Physical therapist Brian H. Wrotniak, who works with overweight youth at Children's Hospital of Philadelphia, hears resignation more than anger in his patients' voices. "They complain of simple things like tying their shoes. They can't bend down and tie their shoes because excess fat gets in the way," he said.
Their usual solution: Velcro sneakers.

The emotional distress of these ailments, combined with the social stigma of being fat, makes overweight children prone to psychiatric and behavioral troubles. One analysis found that obese youth were seven times more likely to be depressed.

"Obese children are victimized and bullied," said Jeffrey B. Schwimmer, a pediatric gastroenterologist at the University of California at San Diego and Rady Children's Hospital in San Diego. "Not only do other children treat them differently, but teachers treat them differently. And if you look at obese adolescents, their acceptance into college differs. For obese girls, their socioeconomic status is lower.
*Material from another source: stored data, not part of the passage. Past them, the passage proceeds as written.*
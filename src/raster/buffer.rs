//! Planar floating point image buffer shared by every raster operation

use crate::io::error::{Result, TileError, invalid_parameter};
use ndarray::{Array3, ArrayView2, ArrayView3, ArrayViewMut3, Axis, Zip};
use rand::Rng;

/// Planar `f32` image with shape (depth, height, width)
///
/// Element (plane `p`, row `r`, column `c`) lives at flat index
/// `p * height * width + r * width + c`. Values are nominally intensities in
/// `[0, 1]`, but masks and accumulators are unbounded.
#[derive(Debug, Clone, PartialEq)]
pub struct Image {
    data: Array3<f32>,
}

impl Image {
    /// Reserve storage for a `height x width x depth` image
    ///
    /// Callers must not rely on the initial contents.
    ///
    /// # Errors
    ///
    /// Returns an error if:
    /// - Any dimension is zero
    /// - The element count overflows or the allocation cannot be satisfied
    pub fn allocate(height: usize, width: usize, depth: usize) -> Result<Self> {
        let elements = element_count(height, width, depth)?;

        let mut buffer = Vec::new();
        buffer
            .try_reserve_exact(elements)
            .map_err(|e| TileError::Resource {
                elements,
                reason: e.to_string(),
            })?;
        buffer.resize(elements, 0.0);

        Self::from_planar(height, width, depth, buffer)
    }

    /// Build an image from planar data laid out as (depth, height, width)
    ///
    /// # Errors
    ///
    /// Returns an error if any dimension is zero or `data` does not hold
    /// exactly `height * width * depth` elements
    pub fn from_planar(height: usize, width: usize, depth: usize, data: Vec<f32>) -> Result<Self> {
        let elements = element_count(height, width, depth)?;
        if data.len() != elements {
            return Err(invalid_parameter(
                "data",
                &data.len(),
                &format!("expected {elements} planar elements"),
            ));
        }

        let data = Array3::from_shape_vec((depth, height, width), data)
            .map_err(|e| invalid_parameter("data", &elements, &e))?;

        Ok(Self { data })
    }

    /// Build an image by evaluating `f(plane, row, column)` for every element
    ///
    /// # Errors
    ///
    /// Returns an error if the allocation fails
    pub fn from_fn<F>(height: usize, width: usize, depth: usize, mut f: F) -> Result<Self>
    where
        F: FnMut(usize, usize, usize) -> f32,
    {
        let mut image = Self::allocate(height, width, depth)?;
        Zip::indexed(&mut image.data).for_each(|(z, y, x), value| *value = f(z, y, x));
        Ok(image)
    }

    /// Number of rows
    pub fn height(&self) -> usize {
        self.data.len_of(Axis(1))
    }

    /// Number of columns
    pub fn width(&self) -> usize {
        self.data.len_of(Axis(2))
    }

    /// Number of planes (channels)
    pub fn depth(&self) -> usize {
        self.data.len_of(Axis(0))
    }

    /// Total element count, `height * width * depth`
    pub fn len(&self) -> usize {
        self.data.len()
    }

    /// Whether the image holds no elements (never true for allocated images)
    pub fn is_empty(&self) -> bool {
        self.data.is_empty()
    }

    /// Read the element at (plane, row, column)
    pub fn get(&self, plane: usize, row: usize, column: usize) -> Option<f32> {
        self.data.get((plane, row, column)).copied()
    }

    /// Mutable access to the element at (plane, row, column)
    pub fn get_mut(&mut self, plane: usize, row: usize, column: usize) -> Option<&mut f32> {
        self.data.get_mut((plane, row, column))
    }

    /// View of the whole buffer as (depth, height, width)
    pub fn view(&self) -> ArrayView3<'_, f32> {
        self.data.view()
    }

    /// Mutable view of the whole buffer as (depth, height, width)
    pub fn view_mut(&mut self) -> ArrayViewMut3<'_, f32> {
        self.data.view_mut()
    }

    /// View of a single plane as (height, width)
    pub fn plane(&self, plane: usize) -> Option<ArrayView2<'_, f32>> {
        (plane < self.depth()).then(|| self.data.index_axis(Axis(0), plane))
    }

    /// Elements in planar order
    pub fn to_planar_vec(&self) -> Vec<f32> {
        self.data.iter().copied().collect()
    }

    /// Set every element to `value`
    pub fn fill(&mut self, value: f32) {
        self.data.par_map_inplace(|element| *element = value);
    }

    /// Set every element of one plane to `value`
    ///
    /// # Errors
    ///
    /// Returns an error if `channel` is not in `[0, depth)`
    pub fn fill_channel(&mut self, value: f32, channel: usize) -> Result<()> {
        if channel >= self.depth() {
            return Err(invalid_parameter(
                "channel",
                &channel,
                &format!("image has {} channels", self.depth()),
            ));
        }
        self.data
            .index_axis_mut(Axis(0), channel)
            .par_map_inplace(|element| *element = value);
        Ok(())
    }

    /// Fill every element with an independent uniform sample from `[0, 1)`
    ///
    /// Elements are drawn in planar order so a seeded generator reproduces the same image.
    pub fn fill_uniform<R: Rng + ?Sized>(&mut self, rng: &mut R) {
        for element in &mut self.data {
            *element = rng.random::<f32>();
        }
    }
}

// Positive dimensions whose product fits in usize
fn element_count(height: usize, width: usize, depth: usize) -> Result<usize> {
    for (parameter, value) in [("height", height), ("width", width), ("depth", depth)] {
        if value == 0 {
            return Err(invalid_parameter(
                parameter,
                &value,
                &"image dimensions must be positive",
            ));
        }
    }

    height
        .checked_mul(width)
        .and_then(|plane| plane.checked_mul(depth))
        .ok_or_else(|| TileError::Resource {
            elements: usize::MAX,
            reason: format!("{height}x{width}x{depth} overflows the element count"),
        })
}
//! Tiling parameters, validation, and grid geometry resolution

use crate::io::configuration::{
    AUTO_PATCH, DEFAULT_BLUR, DEFAULT_OCTAVE, DEFAULT_SCALE, DEFAULT_SEED, MAX_OCTAVE,
};
use crate::io::error::{Result, TileError, invalid_parameter};
use std::str::FromStr;

/// Canvas background for channels 0 to 2
#[derive(Debug, Clone, Copy, PartialEq, Default)]
pub struct BackgroundColor {
    /// Channel 0
    pub r: f32,
    /// Channel 1
    pub g: f32,
    /// Channel 2
    pub b: f32,
}

impl BackgroundColor {
    /// Components in channel order
    pub const fn channels(&self) -> [f32; 3] {
        [self.r, self.g, self.b]
    }
}

impl FromStr for BackgroundColor {
    type Err = TileError;

    /// Parse `R,G,B` with each component a float intensity
    fn from_str(s: &str) -> Result<Self> {
        let components = s
            .split(',')
            .map(|part| {
                part.trim()
                    .parse::<f32>()
                    .map_err(|e| invalid_parameter("color", &s, &e))
            })
            .collect::<Result<Vec<f32>>>()?;

        match components.as_slice() {
            &[r, g, b] => Ok(Self { r, g, b }),
            _ => Err(invalid_parameter(
                "color",
                &s,
                &"expected three comma-separated components",
            )),
        }
    }
}

/// Parameters controlling tile placement, jitter, and blending
#[derive(Debug, Clone, PartialEq)]
pub struct TileArgs {
    /// Background written to channels 0 to 2 before compositing
    pub bg_color: BackgroundColor,
    /// Grid exponent, the grid has `2^octave x 2^octave` cells
    pub octave: u32,
    /// Tile patch height, `<= 0` derives `source height / 2^octave`
    pub patch_height: i32,
    /// Tile patch width, `<= 0` derives `source width / 2^octave`
    pub patch_width: i32,
    /// Gaussian window sigma, relative to the tile extent
    pub blur: f32,
    /// Base rotation in radians (drawn per cell, never applied)
    pub rotation_base: f32,
    /// Half-range of the uniform rotation jitter
    pub rotation_var: f32,
    /// Base scale multiplier for tile size
    pub scale_base: f32,
    /// Half-range of the uniform scale jitter
    pub scale_var: f32,
    /// Random seed, zero means time-based
    pub seed: u64,
}

impl Default for TileArgs {
    fn default() -> Self {
        Self {
            bg_color: BackgroundColor::default(),
            octave: DEFAULT_OCTAVE,
            patch_height: AUTO_PATCH,
            patch_width: AUTO_PATCH,
            blur: DEFAULT_BLUR,
            rotation_base: 0.0,
            rotation_var: 0.0,
            scale_base: DEFAULT_SCALE,
            scale_var: 0.0,
            seed: DEFAULT_SEED,
        }
    }
}

/// Grid layout resolved against a concrete canvas
///
/// The canvas is split into `grid_side` cells per axis with boundaries at
/// `cell * extent / grid_side`, so cells differ by at most one pixel and cover
/// the canvas exactly even when the extent is not a multiple of the grid side.
#[derive(Debug, Clone, Copy, PartialEq, Eq)]
pub struct Geometry {
    /// Cells per grid side, `2^octave`
    pub grid_side: usize,
    /// Resolved patch height, always positive
    pub patch_height: usize,
    /// Resolved patch width, always positive
    pub patch_width: usize,
    /// Patch height was derived, so each row of cells uses its own height
    pub auto_height: bool,
    /// Patch width was derived, so each column of cells uses its own width
    pub auto_width: bool,
    /// Canvas height
    pub canvas_height: usize,
    /// Canvas width
    pub canvas_width: usize,
}

impl Geometry {
    /// Total number of grid cells
    pub const fn cell_count(&self) -> usize {
        self.grid_side * self.grid_side
    }

    /// First row and row count of grid row `cell_y`
    pub const fn row_span(&self, cell_y: usize) -> (usize, usize) {
        span(self.canvas_height, self.grid_side, cell_y)
    }

    /// First column and column count of grid column `cell_x`
    pub const fn column_span(&self, cell_x: usize) -> (usize, usize) {
        span(self.canvas_width, self.grid_side, cell_x)
    }

    /// Untiled patch size for a cell, before scale jitter
    pub const fn patch_for(&self, cell_x: usize, cell_y: usize) -> (usize, usize) {
        let height = if self.auto_height {
            self.row_span(cell_y).1
        } else {
            self.patch_height
        };
        let width = if self.auto_width {
            self.column_span(cell_x).1
        } else {
            self.patch_width
        };
        (height, width)
    }
}

const fn span(extent: usize, side: usize, cell: usize) -> (usize, usize) {
    let start = cell * extent / side;
    let end = (cell + 1) * extent / side;
    (start, end - start)
}

impl TileArgs {
    /// Check that every parameter is in range
    ///
    /// # Errors
    ///
    /// Returns an error if:
    /// - `octave` exceeds the supported maximum
    /// - `blur` is not a finite positive number
    /// - Any scale, rotation, or colour value is not finite
    /// - A jitter half-range is negative
    pub fn validate(&self) -> Result<()> {
        if self.octave > MAX_OCTAVE {
            return Err(invalid_parameter(
                "octave",
                &self.octave,
                &format!("must be at most {MAX_OCTAVE}"),
            ));
        }
        if !(self.blur.is_finite() && self.blur > 0.0) {
            return Err(invalid_parameter(
                "blur",
                &self.blur,
                &"must be finite and positive",
            ));
        }

        let finite = [
            ("rotation_base", self.rotation_base),
            ("rotation_var", self.rotation_var),
            ("scale_base", self.scale_base),
            ("scale_var", self.scale_var),
            ("bg_color.r", self.bg_color.r),
            ("bg_color.g", self.bg_color.g),
            ("bg_color.b", self.bg_color.b),
        ];
        for (parameter, value) in finite {
            if !value.is_finite() {
                return Err(invalid_parameter(parameter, &value, &"must be finite"));
            }
        }

        for (parameter, value) in [
            ("rotation_var", self.rotation_var),
            ("scale_var", self.scale_var),
        ] {
            if value < 0.0 {
                return Err(invalid_parameter(
                    parameter,
                    &value,
                    &"jitter half-range must not be negative",
                ));
            }
        }

        Ok(())
    }

    /// Resolve the grid side and automatic patch sizes for a `height x width` canvas
    ///
    /// Resolution happens once per run; the caller's arguments are not modified.
    ///
    /// # Errors
    ///
    /// Returns an error if:
    /// - `octave` exceeds the supported maximum
    /// - An automatic patch dimension would be zero, which happens when the
    ///   canvas is smaller than the grid side
    pub fn resolve_geometry(&self, height: usize, width: usize) -> Result<Geometry> {
        let grid_side = 1usize
            .checked_shl(self.octave)
            .filter(|_| self.octave <= MAX_OCTAVE)
            .ok_or_else(|| {
                invalid_parameter(
                    "octave",
                    &self.octave,
                    &format!("must be at most {MAX_OCTAVE}"),
                )
            })?;

        let patch_height = resolve_patch("patch_height", self.patch_height, height, grid_side)?;
        let patch_width = resolve_patch("patch_width", self.patch_width, width, grid_side)?;

        Ok(Geometry {
            grid_side,
            patch_height,
            patch_width,
            auto_height: self.patch_height <= 0,
            auto_width: self.patch_width <= 0,
            canvas_height: height,
            canvas_width: width,
        })
    }
}

fn resolve_patch(
    parameter: &'static str,
    requested: i32,
    extent: usize,
    grid_side: usize,
) -> Result<usize> {
    let patch = if requested <= 0 {
        extent / grid_side
    } else {
        requested as usize
    };

    if patch == 0 {
        return Err(invalid_parameter(
            parameter,
            &requested,
            &format!("canvas extent {extent} is smaller than the {grid_side}-cell grid"),
        ));
    }

    Ok(patch)
}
It cuts a broad swath."
Only within this decade, as studies started to corroborate what doctors were seeing firsthand, has child obesity been recognized as a critical public health concern. For the longest time, the signs were all there, in plain view but largely ignored.

Ludwig compares the situation to global warming.

"We don't have all the data yet, but by the time all the data comes in it's going to be too late," he said. "You don't want to see the water rising on the Potomac before deciding global warming is a problem."